All loaded up my boat and picked up my angler at the town dock. We took a short ride to the middle of the lagoon not too far from the ferry dock in downtown Isla. I set our drift and asked my guy to blind cast in the direction of a long channel that ran north and south in-between two flats . First cast we hooked up an 80 pound tarpon using a 52M Mirror Lure. We landed that fish pretty quick and re set in the same spot and jumped two more. On one cast the fish threw the lure and another fish picked it up and we jumped him too. This crazy scenario of jumping and catching tarpon went on for the next 3 hours being continually hooked up or fighting a fish the entire time.
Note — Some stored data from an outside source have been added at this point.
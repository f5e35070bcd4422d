//! Upstream Backend Integration
//!
//! Abstracted access to upstream inference providers through a common trait
//! interface. The relay only ever sees a [`FragmentStream`].
//!
//! # Available Backends
//!
//! - **HuggingFace**: the Hugging Face inference router (default)
//! - **Scripted**: deterministic fragments for tests and offline runs
//!
//! # Usage
//!
//! ```ignore
//! use relay_core::backend::{HuggingFaceBackend, UpstreamBackend, UpstreamRequest};
//!
//! let backend = HuggingFaceBackend::from_config(&config.upstream)?;
//! let request = UpstreamRequest::new(model, messages, 500);
//! let mut stream = backend.open_stream(&request).await?;
//! while let Some(fragment) = stream.next().await? { /* ... */ }
//! ```

mod huggingface;
pub mod scripted;
mod traits;

pub use huggingface::{parse_sse_line, HuggingFaceBackend, SseEvent};
pub use traits::{
    FragmentStream, StreamToken, UpstreamBackend, UpstreamError, UpstreamRequest,
    UpstreamResponse, FRAGMENT_CHANNEL_CAPACITY,
};
// =============================================================================
// Error Types
// =============================================================================

/// Errors that can occur when loading configuration
#[derive(Debug, Error)]
pub enum ConfigError {
    /// Failed to read config file
    #[error("Failed to read config file at {path}: {source}")]
    ReadError {
        /// The path that was attempted
        path: PathBuf,
        /// The underlying IO error
        source: std::io::Error,
    },

    /// Failed to parse TOML
    #[error("Failed to parse TOML config: {0}")]
    ParseError(#[from] toml::de::Error),

    /// Invalid configuration value
    #[error("Invalid configuration: {0}")]
    ValidationError(String),
}

// =============================================================================
// Configuration Source Tracking
// =============================================================================

/// Tracks where a configuration value came from
#[derive(Clone, Copy, Debug, PartialEq, Eq, Serialize, Deserialize)]
pub enum ConfigSource {
    /// Value from command-line argument
    Cli,
    /// Value from environment variable
    Env,
    /// Value from TOML configuration file
    File,
    /// Default value
    Default,
}

impl std::fmt::Display for ConfigSource {
    fn fmt(&self, f: &mut std::fmt::Formatter<'_>) -> std::fmt::Result {
        match self {
            Self::Cli => write!(f, "CLI"),
            Self::Env => write!(f, "environment"),
            Self::File => write!(f, "config file"),
            Self::Default => write!(f, "default"),
        }
    }
}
Final count was around 15 fish in the air. That might have been my best 3 hours of tarpon fishing ever.

We motored back to the dock exhausted and happy from a memorable day of fishing. I don’t think the guy tipped me but that was OK, I had just as much fun as if I had caught the fish myself. The next day Hurricane Gilbert slammed into our beautiful island and tore it apart. One of the freighters that was in the harbor clocked the highest wind speed before his anemometer broke at 219 mph. It was a sad day when we came out of hiding to discover what Gilbert had done to us. We left the island so as not to put any extra strain on supplies that were coming in and we returned that spring to finish the sailfish season but it was never the same again. Good by Isla Mujeres, I’ll never forget that one incredible pre hurricane day of tarpon fishing.